The imperfect correlation of race with geographic ancestry (what the genetic variation actually determines) hurts the ability to use racial groups to predict phenotype.

"Lots of medical conditions are highly correlated with race in the folk-taxonomy phenotype-based concept of race."

True for rare recessive disorders, but frequently over interpreted. These correlations are almost exclusively the result of founder effects/bottlenecking/genetic drift, not selection. Quantitative traits, which are the majority of disease phenotypes, do not correlate well. Preventative medical interventions taken based on race for these conditions tend to be very low risk and are prescribed inefficiently (many treated people needed to see one beneficial outcome), such as diet, exercise, and statins. Race provides little predictive power outside of the extremes.

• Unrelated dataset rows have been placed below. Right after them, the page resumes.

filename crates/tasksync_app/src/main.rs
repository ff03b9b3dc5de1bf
mod platform;

fn main() -> anyhow::Result<()> {
    platform::run_app()
}
use std::path::PathBuf;
use std::sync::{mpsc, Arc};
use std::thread;
use std::time::Duration;

use tasksync_core::{
    PrepareOptions, ProgressMapping, QueueItem, QueueRequest, QueueSummary, TaskId, Visibility,
    DEFAULT_POLL_INTERVAL,
};
use tasksync_logging::{sync_debug, sync_error, sync_info};
use tokio::sync::mpsc as async_mpsc;

use crate::api::{ApiSettings, ChannelEventSink, EventSink, ReqwestTaskApi, TaskApi};
use crate::device::DeviceId;
use crate::poller::{spawn_poller, PollerHandle};
use crate::queue::{QueueObserver, QueueTimings, SequentialDownloader};
use crate::save::ArtifactSaver;
use crate::{EngineError, EngineEvent};

#[derive(Debug, Clone)]
pub struct EngineSettings {
    pub api: ApiSettings,
    pub poll_interval: Duration,
    pub queue: QueueTimings,
    pub progress_mapping: ProgressMapping,
    pub download_dir: PathBuf,
}

impl Default for EngineSettings {
    fn default() -> Self {
        Self {
            api: ApiSettings::default(),
            poll_interval: DEFAULT_POLL_INTERVAL,
            queue: QueueTimings::default(),
            progress_mapping: ProgressMapping::default(),
            download_dir: PathBuf::from("./downloads"),
        }
    }
}

enum EngineCommand {
    Attach(Visibility),
    SetVisibility(Visibility),
    Detach,
    Prepare {
        url: String,
        options: PrepareOptions,
    },
    Start {
        task_id: TaskId,
        selected_indices: Option<Vec<usize>>,
    },
    Cancel(TaskId),
    Delete(TaskId),
    FetchDownloadLink(TaskId),
    SaveFile {
        task_id: TaskId,
        url: String,
    },
    History,
    Queue(QueueCommand),
}

enum QueueCommand {
    Enqueue(Vec<QueueRequest>),
    Save(usize),
}

pub struct EngineHandle {
    cmd_tx: mpsc::Sender<EngineCommand>,
}

impl EngineHandle {
    /// Starts the engine thread. Events arrive on the returned receiver.
    pub fn spawn(
        settings: EngineSettings,
        device_id: DeviceId,
    ) -> Result<(Self, mpsc::Receiver<EngineEvent>), EngineError> {
        let (cmd_tx, cmd_rx) = mpsc::channel();
        let (event_tx, event_rx) = mpsc::channel();
        let api = ReqwestTaskApi::new(&settings.api, device_id)?;
        let saver = ArtifactSaver::new(&api, settings.download_dir.clone());
        let runtime = tokio::runtime::Runtime::new()?;

        thread::spawn(move || {
            let _guard = runtime.enter();
            let api: Arc<dyn TaskApi> = Arc::new(api);
            let saver = Arc::new(saver);
            let sink: Arc<dyn EventSink> = Arc::new(ChannelEventSink::new(event_tx));
            let queue_tx = spawn_queue_actor(&runtime, api.clone(), &settings, sink.clone());
            let mut poller: Option<PollerHandle> = None;

            while let Ok(command) = cmd_rx.recv() {
                match command {
                    EngineCommand::Attach(visibility) => {
                        poller = Some(spawn_poller(
                            api.clone(),
                            settings.poll_interval,
                            visibility,
                            sink.clone(),
                        ));
                    }
                    EngineCommand::SetVisibility(visibility) => {
                        if let Some(poller) = poller.as_ref() {
                            poller.set_visibility(visibility);
                        }
                    }
                    EngineCommand::Detach => {
                        if let Some(poller) = poller.take() {
                            poller.detach();
                        }
                    }
                    EngineCommand::Queue(command) => {
                        let _ = queue_tx.send(command);
                    }
                    other => {
                        let api = api.clone();
                        let saver = saver.clone();
                        let sink = sink.clone();
                        runtime.spawn(async move {
                            handle_request(api.as_ref(), saver.as_ref(), other, sink.as_ref()).await;
                        });
                    }
                }
            }
            sync_debug!("engine command channel closed");
            drop(poller);
        });

        Ok((Self { cmd_tx }, event_rx))
    }

    pub fn attach(&self, visibility: Visibility) {
        self.send(EngineCommand::Attach(visibility));
    }

    pub fn set_visibility(&self, visibility: Visibility) {
        self.send(EngineCommand::SetVisibility(visibility));
    }

    pub fn detach(&self) {
        self.send(EngineCommand::Detach);
    }

    pub fn prepare(&self, url: impl Into<String>, options: PrepareOptions) {
        self.send(EngineCommand::Prepare {
            url: url.into(),
            options,
        });
    }

    pub fn start(&self, task_id: impl Into<TaskId>, selected_indices: Option<Vec<usize>>) {
        self.send(EngineCommand::Start {
            task_id: task_id.into(),
            selected_indices,
        });
    }

    pub fn cancel(&self, task_id: impl Into<TaskId>) {
        self.send(EngineCommand::Cancel(task_id.into()));
    }

    pub fn delete(&self, task_id: impl Into<TaskId>) {
        self.send(EngineCommand::Delete(task_id.into()));
    }

    pub fn fetch_download_link(&self, task_id: impl Into<TaskId>) {
        self.send(EngineCommand::FetchDownloadLink(task_id.into()));
    }

    pub fn save_file(&self, task_id: impl Into<TaskId>, url: impl Into<String>) {
        self.send(EngineCommand::SaveFile {
            task_id: task_id.into(),
            url: url.into(),
        });
    }

    pub fn history(&self) {
        self.send(EngineCommand::History);
    }

    pub fn enqueue_downloads(&self, requests: Vec<QueueRequest>) {
        self.send(EngineCommand::Queue(QueueCommand::Enqueue(requests)));
    }

    pub fn save_queue_item(&self, idx: usize) {
        self.send(EngineCommand::Queue(QueueCommand::Save(idx)));
    }

    fn send(&self, command: EngineCommand) {
        if self.cmd_tx.send(command).is_err() {
            sync_error!("engine thread is gone; command dropped");
        }
    }
}

async fn handle_request(
    api: &dyn TaskApi,
    saver: &ArtifactSaver,
    command: EngineCommand,
    sink: &dyn EventSink,
) {
    let event = match command {
        EngineCommand::Prepare { url, options } => {
            EngineEvent::Prepared(api.prepare(&url, &options).await)
        }
        EngineCommand::Start {
            task_id,
            selected_indices,
        } => {
            let result = api.start(&task_id, selected_indices.as_deref()).await;
            EngineEvent::Started { task_id, result }
        }
        EngineCommand::Cancel(task_id) => {
            let result = api.cancel(&task_id).await;
            EngineEvent::CancelRequested { task_id, result }
        }
        EngineCommand::Delete(task_id) => {
            let result = api.delete(&task_id).await;
            EngineEvent::Deleted { task_id, result }
        }
        EngineCommand::FetchDownloadLink(task_id) => {
            let result = api
                .download_token(&task_id)
                .await
                .map(|token| api.download_file_url(&task_id, &token));
            EngineEvent::DownloadLink { task_id, result }
        }
        EngineCommand::SaveFile { task_id, url } => {
            let result = saver.save(&url, &task_id).await;
            EngineEvent::Saved { task_id, result }
        }
        EngineCommand::History => EngineEvent::History(api.history().await),
        EngineCommand::Attach(_)
        | EngineCommand::SetVisibility(_)
        | EngineCommand::Detach
        | EngineCommand::Queue(_) => return,
    };
    sink.emit(event);
}

struct SinkQueueObserver {
    sink: Arc<dyn EventSink>,
}

impl QueueObserver for SinkQueueObserver {
    fn item_changed(&self, idx: usize, item: &QueueItem) {
        self.sink.emit(EngineEvent::QueueItemChanged {
            idx,
            item: item.clone(),
        });
    }

    fn open_url(&self, idx: usize, url: &str) {
        self.sink.emit(EngineEvent::QueueOpenUrl {
            idx,
            url: url.to_string(),
        });
    }

    fn finished(&self, summary: QueueSummary) {
        self.sink.emit(EngineEvent::QueueFinished(summary));
    }
}

/// Queue commands are handled one at a time, so an enqueue arriving while an
/// item is in flight only appends.
fn spawn_queue_actor(
    runtime: &tokio::runtime::Runtime,
    api: Arc<dyn TaskApi>,
    settings: &EngineSettings,
    sink: Arc<dyn EventSink>,
) -> async_mpsc::UnboundedSender<QueueCommand> {
    let (tx, mut rx) = async_mpsc::unbounded_channel();
    let observer = Arc::new(SinkQueueObserver { sink: sink.clone() });
    let mut downloader = SequentialDownloader::new(
        api,
        settings.queue.clone(),
        settings.progress_mapping,
        observer,
    );
    runtime.spawn(async move {
        while let Some(command) = rx.recv().await {
            match command {
                QueueCommand::Enqueue(requests) => downloader.enqueue(requests).await,
                QueueCommand::Save(idx) => {
                    if let Err(err) = downloader.save(idx).await {
                        sink.emit(EngineEvent::QueueSaveFailed {
                            idx,
                            reason: err.to_string(),
                        });
                    }
                }
            }
        }
        sync_info!("download queue stopped");
    });
    tx
}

The difference between race and sex is that exceptions from the male/female dichotomy are rare, genetic abnormalities. While there are clusters of geographic ancestry, the exceptions in the continuum between these clusters are normal and the genetic variation is consistent with random, genetic drift.

"Ernst Mayr, who came up with the commonly used definition of "species" in biology, says race is just as valid a concept."

Absent data, Mayr's opinion is irrelevant regardless of previous contributions or his acknowledged brilliance. Furthermore, he did not have access to the expansive sequence data we have today. I would not presume to guess how these data would affect his opinion.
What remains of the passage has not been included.